I’d been working with a Mike intermittently for a number of years while he dealt with his teenaged son’s drug habit. His expressions of support and caring while I was pregnant were not neurotic or born of anxiety. They were not an effort to do for me what he couldn’t do for his son. He was acting on his belief that men should not absent themselves from the cycle of life. He’d offer to do something for me (like get a glass of water), then get on with the goals of his therapy.
In contrast, Linda felt it would be unfair of her or even dangerous if she were to be intensely emotional around me. “How can I get angry when I might upset you?” she asked. “I don’t want to be the reason you miscarry.”
Further discussion helped us make sense of that idea. She had grown up with a mother who regularly warned her kids that any angry voices would give her a heart attack.
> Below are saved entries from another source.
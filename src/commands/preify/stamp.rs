use super::path::ResolvedPath;
use crate::clock::Clock;
use crate::error::{PreifyError, Result};
use chrono::{DateTime, Local, TimeDelta, Utc};
use std::ffi::{OsStr, OsString};
use std::io;
use std::time::{SystemTime, UNIX_EPOCH};

/// Literal placed between the base name and the formatted time.
pub const MARKER: &str = ".pre-";

/// スタンプの書式（日付のみ／日付と時刻）。
#[derive(Debug, Clone, Copy, PartialEq, Eq)]
pub enum StampFormat {
    Date,
    DateTime,
}

impl StampFormat {
    pub fn from_include_time(include_time: bool) -> Self {
        if include_time {
            Self::DateTime
        } else {
            Self::Date
        }
    }

    fn pattern(self) -> &'static str {
        match self {
            Self::Date => "%Y-%m-%d",
            Self::DateTime => "%Y-%m-%d_%H-%M-%S",
        }
    }
}

/// スタンプに使う時刻の取得元。
#[derive(Debug, Clone, Copy, PartialEq, Eq)]
pub enum TimeSource {
    Now,
    Modified,
}

impl TimeSource {
    pub fn from_mod_time(mod_time: bool) -> Self {
        if mod_time {
            Self::Modified
        } else {
            Self::Now
        }
    }
}

/// 取得元に応じて現在時刻または最終更新時刻を返す。
pub fn select_time(
    source: TimeSource,
    resolved: &ResolvedPath,
    clock: &dyn Clock,
) -> Result<DateTime<Local>> {
    match source {
        TimeSource::Now => Ok(clock.now()),
        TimeSource::Modified => {
            let modified = resolved.metadata.modified().map_err(|e| {
                PreifyError::io("cannot read modification time of", &resolved.absolute, e)
            })?;
            system_time_to_local(modified).ok_or_else(|| {
                PreifyError::io(
                    "cannot read modification time of",
                    &resolved.absolute,
                    io::Error::new(
                        io::ErrorKind::InvalidData,
                        "modification time is out of range",
                    ),
                )
            })
        }
    }
}

/// `SystemTime` を範囲外でもパニックせずにローカル時刻へ変換する。
///
/// Returns `None` when the instant (or its local-offset neighborhood) falls
/// outside what chrono can represent.
fn system_time_to_local(time: SystemTime) -> Option<DateTime<Local>> {
    let utc = match time.duration_since(UNIX_EPOCH) {
        Ok(after) => {
            let secs = i64::try_from(after.as_secs()).ok()?;
            DateTime::<Utc>::from_timestamp(secs, after.subsec_nanos())?
        }
        Err(e) => {
            let before = e.duration();
            let secs = i64::try_from(before.as_secs()).ok()?;
            match before.subsec_nanos() {
                0 => DateTime::<Utc>::from_timestamp(secs.checked_neg()?, 0)?,
                nanos => DateTime::<Utc>::from_timestamp(
                    secs.checked_neg()?.checked_sub(1)?,
                    1_000_000_000 - nanos,
                )?,
            }
        }
    };

    // Leave room for any local offset so formatting never leaves chrono's range.
    let margin = TimeDelta::days(1);
    utc.checked_add_signed(margin)?;
    utc.checked_sub_signed(margin)?;
    Some(utc.with_timezone(&Local))
}

pub fn format_stamp(time: &DateTime<Local>, format: StampFormat) -> String {
    time.format(format.pattern()).to_string()
}

/// `base` + [`MARKER`] + `stamp` + `extension`. The extension already carries
/// its dot, so an empty one leaves no trailing dot.
pub fn compose_name(base: &OsStr, stamp: &str, extension: &OsStr) -> OsString {
    let mut name =
        OsString::with_capacity(base.len() + MARKER.len() + stamp.len() + extension.len());
    name.push(base);
    name.push(MARKER);
    name.push(stamp);
    name.push(extension);
    name
}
Her transfer of old fears and concern to me led to some important therapeutic work.
Client Responses Will Be As Unique As They Are
Few graduate programs include a class or two in how to manage our clients’ responses to what is a common event in female therapists’ lives, our pregnancies. I found few studies that are helpful.
The male supervisor who had always been a wonderful resource for me about other issues couldn’t seem to relate to this one. Neither could my male office mate. My best information and support came from two wise older women therapists who were also mothers of multiple children.
“Your pregnancy may be the most important thing happening to you at this time but it isn’t necessarily so for your clients,” they said. “Consider each person in their uniqueness.” Good advice.